Zooming down the freeway through a major Texas city, I thought I saw a billboard that said, “Finally, a church we can believe in.” The next day, heading back the other direction, I confirmed it. There was an older white couple bigger than Dallas, as they say, his arm around her shoulders, smiling down on the traffic and announcing they had finally found a church they could believe in. The church’s name and logo were also big and easy to read.
This was an expensive advertisement. No doubt, the tagline came out of focus groups, surveys, and the kind of process professional consultants lead. The phrase-makers belie the assumptions underlying their church growth strategy: people are looking for a safe place to belong, a place of comfort.
The statement is also theological. It begs for exegesis. They are, of course, suggesting churches exist that people “cannot” believe in. But, “A church you can believe in” is also code for something else. “Change you can believe in,” Obama’s slogan, comes to mind. But based on the billboard’s colors, pictures, and fonts, I inferred they are quite intentionally not about change, unless it is a reversal, a going back to the way things used to be, “when God was famous” (as a teenager put it in Christian Smith’s Soul Searching).
Do you think my exegesis overreaches? Maybe. But this is what came to me as I whipped along at 75 miles per hour, trying stay in the flow of traffic. We have no way to know what people bring to public texts and images, especially those which touch on matters of the human soul, like religious faith.
Can we say anything without fear of alienating people who are not already part of our particular tribe?

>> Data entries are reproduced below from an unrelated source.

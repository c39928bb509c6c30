//! Extractors for turning resolved dependencies into factory arguments

use super::{Error, Instance};
use crate::ServiceName;

/// A trait that defines how to extract `Self` from a resolved dependency
pub trait FromInstance: Sized + Send + Sync {
    /// Extracts `Self` from the instance resolved for the dependency `name`
    fn from_instance(name: &ServiceName, instance: &Instance) -> Result<Self, Error>;
}

impl<T: Clone + Send + Sync + 'static> FromInstance for T {
    #[inline]
    fn from_instance(name: &ServiceName, instance: &Instance) -> Result<Self, Error> {
        instance
            .downcast_ref::<T>()
            .cloned()
            .ok_or_else(|| Error::TypeMismatch {
                service: name.clone(),
                expected: std::any::type_name::<T>()
            })
    }
}

/// A trait that defines how to extract the whole argument list of a factory
pub trait FromInstances: Sized {
    /// Number of positional arguments, checked against the declared dependencies
    const ARITY: usize;

    /// Extracts the arguments, `names[i]` is the dependency that produced `instances[i]`
    fn from_instances(names: &[ServiceName], instances: &[Instance]) -> Result<Self, Error>;
}

impl FromInstances for () {
    const ARITY: usize = 0;

    #[inline]
    fn from_instances(_: &[ServiceName], _: &[Instance]) -> Result<Self, Error> {
        Ok(())
    }
}

macro_rules! define_generic_from_instances {
    ($arity:literal => $($T: ident),*) => {
        impl<$($T: FromInstance),+> FromInstances for ($($T,)+) {
            const ARITY: usize = $arity;

            #[inline]
            #[allow(non_snake_case)]
            fn from_instances(names: &[ServiceName], instances: &[Instance]) -> Result<Self, Error> {
                let mut args = names.iter().zip(instances);
                let tuple = (
                    $({
                        let (name, instance) = args
                            .next()
                            .ok_or_else(|| Error::validation("factory received fewer dependencies than it declares"))?;
                        $T::from_instance(name, instance)?
                    },)*
                );
                Ok(tuple)
            }
        }
    }
}

define_generic_from_instances! { 1 => T1 }
define_generic_from_instances! { 2 => T1, T2 }
define_generic_from_instances! { 3 => T1, T2, T3 }
define_generic_from_instances! { 4 => T1, T2, T3, T4 }
define_generic_from_instances! { 5 => T1, T2, T3, T4, T5 }
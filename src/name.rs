//! Service names and dependency lists accepted by the registration methods

use crate::error::Error;
use smallvec::SmallVec;
use std::{
    borrow::Borrow,
    fmt::{Display, Formatter},
    ops::Deref,
    sync::Arc
};

/// A non-empty identifier of a service, a factory or an interface.
///
/// Cheap to clone and usable as `&str` in lookups.
#[derive(Debug, Clone, PartialEq, Eq, Hash, PartialOrd, Ord)]
pub struct ServiceName(Arc<str>);

impl ServiceName {
    /// Validates and creates a service name
    ///
    /// # Example
    /// ```
    /// use contadi::ServiceName;
    ///
    /// assert!(ServiceName::new("beer").is_ok());
    /// assert!(ServiceName::new("  ").is_err());
    /// ```
    pub fn new(name: impl Into<String>) -> Result<Self, Error> {
        let name = name.into();
        if name.trim().is_empty() {
            return Err(Error::validation("Service name missing!"));
        }
        Ok(Self(name.into()))
    }

    /// Wraps a looked-up name for error reporting without validating it
    #[inline]
    pub(crate) fn lookup(name: &str) -> Self {
        Self(name.into())
    }

    /// Returns the name as a string slice
    #[inline]
    pub fn as_str(&self) -> &str {
        &self.0
    }
}

impl Display for ServiceName {
    #[inline]
    fn fmt(&self, f: &mut Formatter<'_>) -> std::fmt::Result {
        f.write_str(&self.0)
    }
}

impl Deref for ServiceName {
    type Target = str;

    #[inline]
    fn deref(&self) -> &str {
        &self.0
    }
}

impl Borrow<str> for ServiceName {
    #[inline]
    fn borrow(&self) -> &str {
        &self.0
    }
}

impl AsRef<str> for ServiceName {
    #[inline]
    fn as_ref(&self) -> &str {
        &self.0
    }
}

impl TryFrom<&str> for ServiceName {
    type Error = Error;

    #[inline]
    fn try_from(name: &str) -> Result<Self, Self::Error> {
        Self::new(name)
    }
}

impl TryFrom<String> for ServiceName {
    type Error = Error;

    #[inline]
    fn try_from(name: String) -> Result<Self, Self::Error> {
        Self::new(name)
    }
}

impl From<ServiceName> for String {
    #[inline]
    fn from(name: ServiceName) -> Self {
        name.0.as_ref().to_owned()
    }
}

impl From<&ServiceName> for String {
    #[inline]
    fn from(name: &ServiceName) -> Self {
        name.0.as_ref().to_owned()
    }
}

impl PartialEq<str> for ServiceName {
    #[inline]
    fn eq(&self, other: &str) -> bool {
        &*self.0 == other
    }
}

impl PartialEq<&str> for ServiceName {
    #[inline]
    fn eq(&self, other: &&str) -> bool {
        &*self.0 == *other
    }
}

/// Ordered list of dependency names.
///
/// The order is the positional order of the factory arguments,
/// so duplicates are kept as given.
#[derive(Debug, Clone, Default, PartialEq, Eq)]
pub struct Dependencies(SmallVec<[ServiceName; 4]>);

impl Dependencies {
    /// An empty dependency list, used by the two-argument registration methods
    #[inline]
    pub fn none() -> Self {
        Self::default()
    }

    /// Validates every entry as a [`ServiceName`]
    pub fn new<I, S>(names: I) -> Result<Self, Error>
    where
        I: IntoIterator<Item = S>,
        S: Into<String>
    {
        names.into_iter()
            .map(|name| ServiceName::new(name)
                .map_err(|_| Error::validation("Dependencies must be string name of services!")))
            .collect::<Result<SmallVec<_>, _>>()
            .map(Self)
    }

    /// Number of declared dependencies
    #[inline]
    pub fn len(&self) -> usize {
        self.0.len()
    }

    /// Returns `true` if there are no dependencies
    #[inline]
    pub fn is_empty(&self) -> bool {
        self.0.is_empty()
    }

    /// Iterates the names in positional order
    #[inline]
    pub fn iter(&self) -> std::slice::Iter<'_, ServiceName> {
        self.0.iter()
    }

    /// Returns the names as a slice
    #[inline]
    pub fn as_slice(&self) -> &[ServiceName] {
        &self.0
    }
}

impl<'a> IntoIterator for &'a Dependencies {
    type Item = &'a ServiceName;
    type IntoIter = std::slice::Iter<'a, ServiceName>;

    #[inline]
    fn into_iter(self) -> Self::IntoIter {
        self.0.iter()
    }
}
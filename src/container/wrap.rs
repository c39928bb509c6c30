//! Self-registration of named factory functions

use super::{Container, Error, Inner, factory::GenericFactory, from_instance::FromInstances, registry::Kind};
use crate::{Dependencies, ServiceName};
use std::{
    fmt::Debug,
    marker::PhantomData,
    sync::{Arc, Weak}
};

/// A zero-argument getter returned by [`Container::wrap`]
///
/// Holds a weak handle, so a getter captured by a service does not keep
/// the container alive.
pub struct Getter<T> {
    name: ServiceName,
    container: Weak<Inner>,
    _marker: PhantomData<fn() -> T>,
}

impl<T> Clone for Getter<T> {
    #[inline]
    fn clone(&self) -> Self {
        Self {
            name: self.name.clone(),
            container: self.container.clone(),
            _marker: PhantomData,
        }
    }
}

impl<T> Debug for Getter<T> {
    #[inline]
    fn fmt(&self, f: &mut std::fmt::Formatter<'_>) -> std::fmt::Result {
        f.debug_tuple("Getter")
            .field(&self.name)
            .finish()
    }
}

impl<T: Send + Sync + 'static> Getter<T> {
    /// Resolves the wrapped service.
    ///
    /// Fails with [`Error::ContainerMissing`] once every container handle is dropped.
    #[inline]
    pub fn get(&self) -> Result<Arc<T>, Error> {
        Container::upgrade(&self.container)?.get_shared::<T>(&self.name)
    }

    /// The name the service was registered under
    #[inline]
    pub fn name(&self) -> &ServiceName {
        &self.name
    }
}

impl Container {
    /// Registers a singleton service under the name of its factory function
    /// and returns a getter for it.
    ///
    /// The factory must be a named `fn` item: closures, function pointers and
    /// generic instantiations have no name to register under and are rejected.
    ///
    /// The name is derived from [`std::any::type_name`], whose output is not
    /// guaranteed to stay the same across compiler versions. Treat it as best-effort
    /// and use [`Container::register_service`] when the exact name matters.
    ///
    /// # Example
    /// ```
    /// use contadi::Container;
    ///
    /// fn water() -> i32 {
    ///     42
    /// }
    ///
    /// let container = Container::new();
    /// let water = container.wrap(water).unwrap();
    ///
    /// assert_eq!(water.name(), "water");
    /// assert_eq!(*water.get().unwrap(), 42);
    /// ```
    pub fn wrap<F, Args>(&self, factory: F) -> Result<Getter<F::Output>, Error>
    where
        F: GenericFactory<Args>,
        F::Output: Send + Sync + 'static,
        Args: FromInstances
    {
        self.wrap_dependencies(factory, Dependencies::none())
    }

    /// Same as [`Container::wrap`] for a factory with dependencies
    pub fn wrap_with<F, Args, I, S>(&self, factory: F, dependencies: I) -> Result<Getter<F::Output>, Error>
    where
        F: GenericFactory<Args>,
        F::Output: Send + Sync + 'static,
        Args: FromInstances,
        I: IntoIterator<Item = S>,
        S: Into<String>
    {
        self.wrap_dependencies(factory, Dependencies::new(dependencies)?)
    }

    fn wrap_dependencies<F, Args>(&self, factory: F, dependencies: Dependencies) -> Result<Getter<F::Output>, Error>
    where
        F: GenericFactory<Args>,
        F::Output: Send + Sync + 'static,
        Args: FromInstances
    {
        let name = factory_name::<F>()?;
        let name = self.register(name, dependencies, factory, Kind::Service)?;
        Ok(Getter {
            name,
            container: self.downgrade(),
            _marker: PhantomData,
        })
    }
}

/// Takes the last path segment of a `fn` item type, e.g. `brewery::beer` -> `beer`
fn factory_name<F>() -> Result<ServiceName, Error> {
    let path = std::any::type_name::<F>();
    let is_ident = |segment: &str| {
        let mut chars = segment.chars();
        chars.next().is_some_and(|c| c.is_alphabetic() || c == '_')
            && chars.all(|c| c.is_alphanumeric() || c == '_')
    };
    if !path.split("::").all(is_ident) {
        return Err(Error::validation("The factory has to have a name!"));
    }
    path.rsplit("::")
        .next()
        .ok_or_else(|| Error::validation("The factory has to have a name!"))
        .and_then(ServiceName::new)
}
//! Generic factory functions for constructing services

use super::{Error, FactoryFn, Instance, from_instance::FromInstances};
use crate::ServiceName;
use std::sync::Arc;

/// A trait that describes a generic factory function
/// that receives the resolved dependencies of a service positionally
pub trait GenericFactory<Args>: Send + Sync + 'static {
    /// A type of object that will be constructed
    type Output;

    /// Calls a generic function and returns either constructed object or error
    fn call(&self, args: Args) -> Result<Self::Output, Error>;
}

impl<F, R> GenericFactory<()> for F
where
    F: Fn() -> R + Send + Sync + 'static
{
    type Output = R;

    #[inline]
    fn call(&self, _: ()) -> Result<Self::Output, Error> {
        Ok(self())
    }
}

macro_rules! define_generic_factory ({ $($param:ident)* } => {
    impl<F, R, $($param,)*> GenericFactory<($($param,)*)> for F
    where
        F: Fn($($param),*) -> Result<R, Error> + Send + Sync + 'static,
    {
        type Output = R;

        #[inline]
        #[allow(non_snake_case)]
        fn call(&self, ($($param,)*): ($($param,)*)) -> Result<Self::Output, Error> {
            (self)($($param,)*)
        }
    }
});

define_generic_factory! { T1 }
define_generic_factory! { T1 T2 }
define_generic_factory! { T1 T2 T3 }
define_generic_factory! { T1 T2 T3 T4 }
define_generic_factory! { T1 T2 T3 T4 T5 }

/// Erases a typed factory into the positional form stored in the registry
#[inline]
pub(crate) fn make_factory_fn<T, F, Args>(factory: F) -> FactoryFn
where
    T: Send + Sync + 'static,
    F: GenericFactory<Args, Output = T>,
    Args: FromInstances
{
    Arc::new(move |names: &[ServiceName], instances: &[Instance]| -> Result<Instance, Error> {
        let args = Args::from_instances(names, instances)?;
        factory.call(args).map(|t| Arc::new(t) as Instance)
    })
}
//! Dependency Injection container and tools

use crate::{Config, Dependencies, ServiceName, error::Error};
use parking_lot::ReentrantMutex;
use registry::{Definition, Kind, Registry};
use std::{
    any::Any,
    cell::RefCell,
    fmt::Debug,
    sync::{Arc, Weak}
};

pub use self::{
    factory::GenericFactory,
    from_instance::{FromInstance, FromInstances},
    wrap::Getter,
};

pub mod factory;
pub mod from_instance;
pub mod wrap;
pub(crate) mod registry;
mod reload;
mod resolve;

/// An opaque value produced by a factory
pub type Instance = Arc<
    dyn Any
    + Send
    + Sync
>;

/// A type-erased factory: dependency names and their resolved instances, in declaration order
pub(crate) type FactoryFn = Arc<
    dyn Fn(&[ServiceName], &[Instance]) -> Result<Instance, Error>
    + Send
    + Sync
>;

/// Registry state guarded by the container lock
pub(crate) type State = RefCell<Registry>;

pub(crate) struct Inner {
    pub(crate) config: Config,
    pub(crate) state: ReentrantMutex<State>,
}

/// Represents a DI container: a registry of named services that resolves,
/// instantiates and caches them on demand.
///
/// Cloning a container is cheap, clones share the same registrations.
/// Every operation takes the container lock for its whole duration,
/// so a resolution together with the hot-reload it may trigger is atomic
/// for other threads. The lock is re-entrant: factories and [`Binder`](crate::Binder)s
/// may call back into the container on the same thread.
///
/// Circular dependencies are not detected and overflow the stack.
///
/// # Example
/// ```
/// use contadi::Container;
///
/// let container = Container::new();
/// container.register_service("water", || 42).unwrap();
/// container.register_service("malt", || 43).unwrap();
/// container.register_service_with("beer", ["water", "malt"], |water: i32, malt: i32| Ok(water + malt)).unwrap();
///
/// assert_eq!(container.get::<i32>("beer").unwrap(), 85);
/// ```
#[derive(Clone)]
pub struct Container {
    pub(crate) inner: Arc<Inner>,
}

impl Debug for Container {
    #[inline]
    fn fmt(&self, f: &mut std::fmt::Formatter<'_>) -> std::fmt::Result {
        f.debug_struct("Container")
            .field("config", &self.inner.config)
            .finish_non_exhaustive()
    }
}

impl Default for Container {
    #[inline]
    fn default() -> Self {
        Self::new()
    }
}

impl Container {
    /// Creates an empty container with the default [`Config`]
    #[inline]
    pub fn new() -> Self {
        Self::with_config(Config::default())
    }

    /// Creates an empty container with a specific [`Config`]
    pub fn with_config(config: Config) -> Self {
        Self {
            inner: Arc::new(Inner {
                config,
                state: ReentrantMutex::new(RefCell::new(Registry::default())),
            }),
        }
    }

    /// Returns the active configuration
    #[inline]
    pub fn config(&self) -> &Config {
        &self.inner.config
    }

    #[inline]
    pub(crate) fn downgrade(&self) -> Weak<Inner> {
        Arc::downgrade(&self.inner)
    }

    #[inline]
    pub(crate) fn upgrade(inner: &Weak<Inner>) -> Result<Self, Error> {
        inner.upgrade()
            .map(|inner| Self { inner })
            .ok_or(Error::ContainerMissing)
    }

    /// Registers a singleton service without dependencies.
    ///
    /// Returns the validated name. Re-registering an existing name replaces its
    /// definition and hot-reloads the singletons that were built from it.
    pub fn register_service<F, Args>(&self, name: impl Into<String>, factory: F) -> Result<ServiceName, Error>
    where
        F: GenericFactory<Args>,
        F::Output: Send + Sync + 'static,
        Args: FromInstances
    {
        self.register(name, Dependencies::none(), factory, Kind::Service)
    }

    /// Registers a singleton service whose factory receives `dependencies` positionally
    pub fn register_service_with<F, Args, I, S>(
        &self,
        name: impl Into<String>,
        dependencies: I,
        factory: F
    ) -> Result<ServiceName, Error>
    where
        F: GenericFactory<Args>,
        F::Output: Send + Sync + 'static,
        Args: FromInstances,
        I: IntoIterator<Item = S>,
        S: Into<String>
    {
        self.register(name, Dependencies::new(dependencies)?, factory, Kind::Service)
    }

    /// Registers a transient factory without dependencies: it is invoked on every resolution
    /// and its output is never cached.
    ///
    /// A name registered as a factory stays transient until [`Container::reset`],
    /// even if it is later re-registered as a service.
    pub fn register_factory<F, Args>(&self, name: impl Into<String>, factory: F) -> Result<ServiceName, Error>
    where
        F: GenericFactory<Args>,
        F::Output: Send + Sync + 'static,
        Args: FromInstances
    {
        self.register(name, Dependencies::none(), factory, Kind::Factory)
    }

    /// Registers a transient factory whose factory function receives `dependencies` positionally
    pub fn register_factory_with<F, Args, I, S>(
        &self,
        name: impl Into<String>,
        dependencies: I,
        factory: F
    ) -> Result<ServiceName, Error>
    where
        F: GenericFactory<Args>,
        F::Output: Send + Sync + 'static,
        Args: FromInstances,
        I: IntoIterator<Item = S>,
        S: Into<String>
    {
        self.register(name, Dependencies::new(dependencies)?, factory, Kind::Factory)
    }

    fn register<F, Args>(
        &self,
        name: impl Into<String>,
        dependencies: Dependencies,
        factory: F,
        kind: Kind
    ) -> Result<ServiceName, Error>
    where
        F: GenericFactory<Args>,
        F::Output: Send + Sync + 'static,
        Args: FromInstances
    {
        let name = ServiceName::new(name)?;
        let definition = Definition::new(dependencies, factory)?;

        let state = self.inner.state.lock();
        self.define(&state, name.clone(), definition, kind);
        Ok(name)
    }

    /// Replaces the factory of `name` keeping its dependency list.
    ///
    /// Runs the same hot-reload as a re-registration and then rebuilds `name`
    /// itself if it was materialized. If that rebuild fails the error is returned,
    /// the new definition stays in place and `name` is left unmaterialized.
    ///
    /// Interface names are rejected with [`Error::Validation`]: their factory is the
    /// binder created by [`Container::bind_implementation`].
    ///
    /// # Example
    /// ```
    /// use contadi::Container;
    ///
    /// let container = Container::new();
    /// container.register_service("water", || 42).unwrap();
    /// container.register_service_with("beer", ["water"], |water: i32| Ok(water + 1)).unwrap();
    /// assert_eq!(container.get::<i32>("beer").unwrap(), 43);
    ///
    /// container.change("beer", |water: i32| Ok(water * 2)).unwrap();
    /// assert_eq!(container.get::<i32>("beer").unwrap(), 84);
    /// ```
    pub fn change<F, Args>(&self, name: &str, factory: F) -> Result<(), Error>
    where
        F: GenericFactory<Args>,
        F::Output: Send + Sync + 'static,
        Args: FromInstances
    {
        let state = self.inner.state.lock();
        let (name, dependencies, is_factory, was_materialized) = {
            let registry = state.borrow();
            let (key, definition) = registry
                .definition(name)
                .ok_or_else(|| Error::NotRegistered(ServiceName::lookup(name)))?;
            if definition.is_interface {
                return Err(Error::validation(format!("{key} is an interface, its binder cannot be changed")));
            }
            (
                key.clone(),
                definition.dependencies.clone(),
                registry.is_factory(name),
                registry.is_materialized(name)
            )
        };

        let kind = if is_factory { Kind::Factory } else { Kind::Service };
        let definition = Definition::new(dependencies, factory)?;
        self.define(&state, name.clone(), definition, kind);

        let rebuilt = state.borrow().is_materialized(&name);
        if was_materialized && !rebuilt {
            self.rebuild(&state, &name)?;
        }
        Ok(())
    }

    /// Resolves a service and returns a cloned instance.
    /// `T` must implement [`Clone`] otherwise use [`Container::get_shared`] method
    /// that returns a shared pointer.
    #[inline]
    pub fn get<T: Send + Sync + Clone + 'static>(&self, name: &str) -> Result<T, Error> {
        self.get_shared::<T>(name)
            .map(|s| s.as_ref().clone())
    }

    /// Resolves a service and returns a shared pointer.
    ///
    /// For a singleton, every call returns a pointer to the same cached instance.
    #[inline]
    pub fn get_shared<T: Send + Sync + 'static>(&self, name: &str) -> Result<Arc<T>, Error> {
        self.get_instance(name)
            .and_then(|instance| downcast(name, instance))
    }

    /// Resolves a service without downcasting it
    pub fn get_instance(&self, name: &str) -> Result<Instance, Error> {
        let state = self.inner.state.lock();
        self.resolve(&state, name)
    }

    /// Returns `true` if a definition is registered for `name`
    #[inline]
    pub fn is_registered(&self, name: &str) -> bool {
        self.inner.state.lock().borrow().contains(name)
    }

    /// Returns `true` if `name` was registered through the factory (transient) path
    #[inline]
    pub fn is_factory(&self, name: &str) -> bool {
        self.inner.state.lock().borrow().is_factory(name)
    }

    /// Returns `true` if `name` currently has a cached singleton instance
    #[inline]
    pub fn is_materialized(&self, name: &str) -> bool {
        self.inner.state.lock().borrow().is_materialized(name)
    }

    /// Returns the materialized singletons that were built with `name` among their dependencies,
    /// in the order they were first recorded
    pub fn dependents_of(&self, name: &str) -> Vec<ServiceName> {
        self.inner.state.lock().borrow().dependents_of(name)
    }

    /// Returns all registered names, sorted
    pub fn service_names(&self) -> Vec<ServiceName> {
        self.inner.state.lock().borrow().service_names()
    }

    /// Clears definitions, factory markers, cached instances and interface bindings.
    ///
    /// The reverse dependency index is cleared too unless the container was
    /// configured with [`Config::keep_reverse_index_on_reset`].
    pub fn reset(&self) {
        let state = self.inner.state.lock();
        let cleared = state
            .borrow_mut()
            .clear(self.inner.config.resets_reverse_index());
        drop(cleared);

        #[cfg(feature = "tracing")]
        tracing::debug!("container reset");
    }
}

#[inline]
pub(crate) fn downcast<T: Send + Sync + 'static>(name: &str, instance: Instance) -> Result<Arc<T>, Error> {
    instance
        .downcast::<T>()
        .map_err(|_| Error::TypeMismatch {
            service: ServiceName::lookup(name),
            expected: std::any::type_name::<T>()
        })
}

#[cfg(test)]
mod tests {
    use std::sync::{
        Arc,
        atomic::{AtomicUsize, Ordering}
    };
    use super::{Config, Container, Error};

    #[derive(Clone, Default)]
    struct InMemoryCache {
        inner: Arc<parking_lot::Mutex<Vec<String>>>
    }

    #[test]
    fn it_registers_singleton() {
        let container = Container::new();
        container.register_service("cache", InMemoryCache::default).unwrap();

        let cache = container.get::<InMemoryCache>("cache").unwrap();
        cache.inner.lock().push("value".into());

        let cache = container.get::<InMemoryCache>("cache").unwrap();

        assert_eq!(cache.inner.lock().as_slice(), ["value"]);
    }

    #[test]
    fn it_registers_transient() {
        let container = Container::new();
        container.register_factory("cache", InMemoryCache::default).unwrap();

        let cache = container.get::<InMemoryCache>("cache").unwrap();
        cache.inner.lock().push("value".into());

        let cache = container.get::<InMemoryCache>("cache").unwrap();

        assert!(cache.inner.lock().is_empty());
        assert!(!container.is_materialized("cache"));
    }

    #[test]
    fn it_returns_same_pointer_for_singleton() {
        let calls = Arc::new(AtomicUsize::new(0));
        let container = Container::new();
        let counter = calls.clone();
        container.register_service("beer", move || counter.fetch_add(1, Ordering::SeqCst)).unwrap();

        let first = container.get_shared::<usize>("beer").unwrap();
        let second = container.get_shared::<usize>("beer").unwrap();

        assert!(Arc::ptr_eq(&first, &second));
        assert_eq!(calls.load(Ordering::SeqCst), 1);
    }

    #[test]
    fn it_returns_error_when_resolve_unregistered() {
        let container = Container::new();

        let err = container.get::<i32>("thereisnosuch").unwrap_err();

        assert_eq!(err.to_string(), "Services Error: service not registered: thereisnosuch");
    }

    #[test]
    fn it_returns_error_for_unregistered_dependency() {
        let container = Container::new();
        container.register_service_with("beer", ["depen"], |d: i32| Ok(d)).unwrap();

        let err = container.get::<i32>("beer").unwrap_err();

        assert!(matches!(err, Error::NotRegistered(name) if name == "depen"));
    }

    #[test]
    fn it_returns_type_mismatch() {
        let container = Container::new();
        container.register_service("water", || 42_i32).unwrap();

        let err = container.get::<String>("water").unwrap_err();

        assert!(matches!(err, Error::TypeMismatch { ref service, .. } if service == "water"));
    }

    #[test]
    fn it_validates_registration() {
        let container = Container::new();

        assert!(container.register_service("", || 1).unwrap_err().is_validation());
        assert!(container.register_service_with("beer", ["water", ""], |_: i32, _: i32| Ok(1)).unwrap_err().is_validation());
        assert!(container.register_service_with("beer", ["water"], || 1).unwrap_err().is_validation());
        assert!(!container.is_registered("beer"));
    }

    #[test]
    fn it_returns_registered_name() {
        let container = Container::new();

        let name = container.register_service("beer", || 1).unwrap();

        assert_eq!(name, "beer");
        assert!(container.is_registered("beer"));
        assert!(!container.is_factory("beer"));
    }

    #[test]
    fn it_resets() {
        let container = Container::new();
        container.register_service("beer", || 1).unwrap();
        container.get::<i32>("beer").unwrap();

        container.reset();
        container.reset();

        assert!(container.get::<i32>("beer").unwrap_err().is_not_registered());
        assert!(container.service_names().is_empty());
    }

    #[test]
    fn it_fails_to_change_unregistered() {
        let container = Container::new();

        let err = container.change("beer", || 1).unwrap_err();

        assert!(err.is_not_registered());
    }

    #[test]
    fn it_validates_changed_factory_arity() {
        let container = Container::new();
        container.register_service("water", || 42).unwrap();
        container.register_service_with("beer", ["water"], |water: i32| Ok(water)).unwrap();

        let err = container.change("beer", || 0).unwrap_err();

        assert!(err.is_validation());
        assert_eq!(container.get::<i32>("beer").unwrap(), 42);
    }

    #[test]
    fn it_keeps_clones_in_sync() {
        let container = Container::with_config(Config::new());
        let clone = container.clone();
        container.register_service("beer", || 1).unwrap();

        assert_eq!(clone.get::<i32>("beer").unwrap(), 1);
    }
}
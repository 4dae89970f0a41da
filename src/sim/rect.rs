//! Axis-aligned rectangle geometry for actors, tiles and the goal
//!
//! Pixel space, origin top-left, y grows downward:
//! - pos: top-left corner
//! - size: width and height

use glam::Vec2;
use serde::{Deserialize, Serialize};

/// An axis-aligned rectangle in pixel space
#[derive(Debug, Clone, Copy, PartialEq, Serialize, Deserialize)]
pub struct Rect {
    /// Top-left corner
    pub pos: Vec2,
    /// Width and height
    pub size: Vec2,
}

impl Rect {
    pub fn new(x: f32, y: f32, w: f32, h: f32) -> Self {
        Self {
            pos: Vec2::new(x, y),
            size: Vec2::new(w, h),
        }
    }

    /// Rectangle covering one whole tile
    pub fn tile(row: usize, col: usize, tile_size: f32) -> Self {
        Self::new(
            col as f32 * tile_size,
            row as f32 * tile_size,
            tile_size,
            tile_size,
        )
    }

    #[inline]
    pub fn left(&self) -> f32 {
        self.pos.x
    }

    #[inline]
    pub fn top(&self) -> f32 {
        self.pos.y
    }

    #[inline]
    pub fn right(&self) -> f32 {
        self.pos.x + self.size.x
    }

    #[inline]
    pub fn bottom(&self) -> f32 {
        self.pos.y + self.size.y
    }

    pub fn center(&self) -> Vec2 {
        self.pos + self.size * 0.5
    }

    /// Strict overlap test: rectangles that only share an edge do not intersect
    pub fn intersects(&self, other: &Rect) -> bool {
        self.left() < other.right()
            && other.left() < self.right()
            && self.top() < other.bottom()
            && other.top() < self.bottom()
    }
}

The UCC advertises their identity with “God is Still Speaking”; the United Methodists with “Open hearts. Open minds. Open doors.” Both of these statements are beautiful, compelling, aspirational rhetoric, but at the same time, in a culture suspicious of religion, where there is little hermeneutic of generosity, they create expectations that no human institution can purely meet. Are we setting ourselves up?
Is public speech too corrupt to serve as a valuable medium for the institution of the church? Does your church advertise to try to let people know who you are? What mediums do you use (print or online magazines, social media, etc.)? How do you decide what to say and what images to use? What have you learned?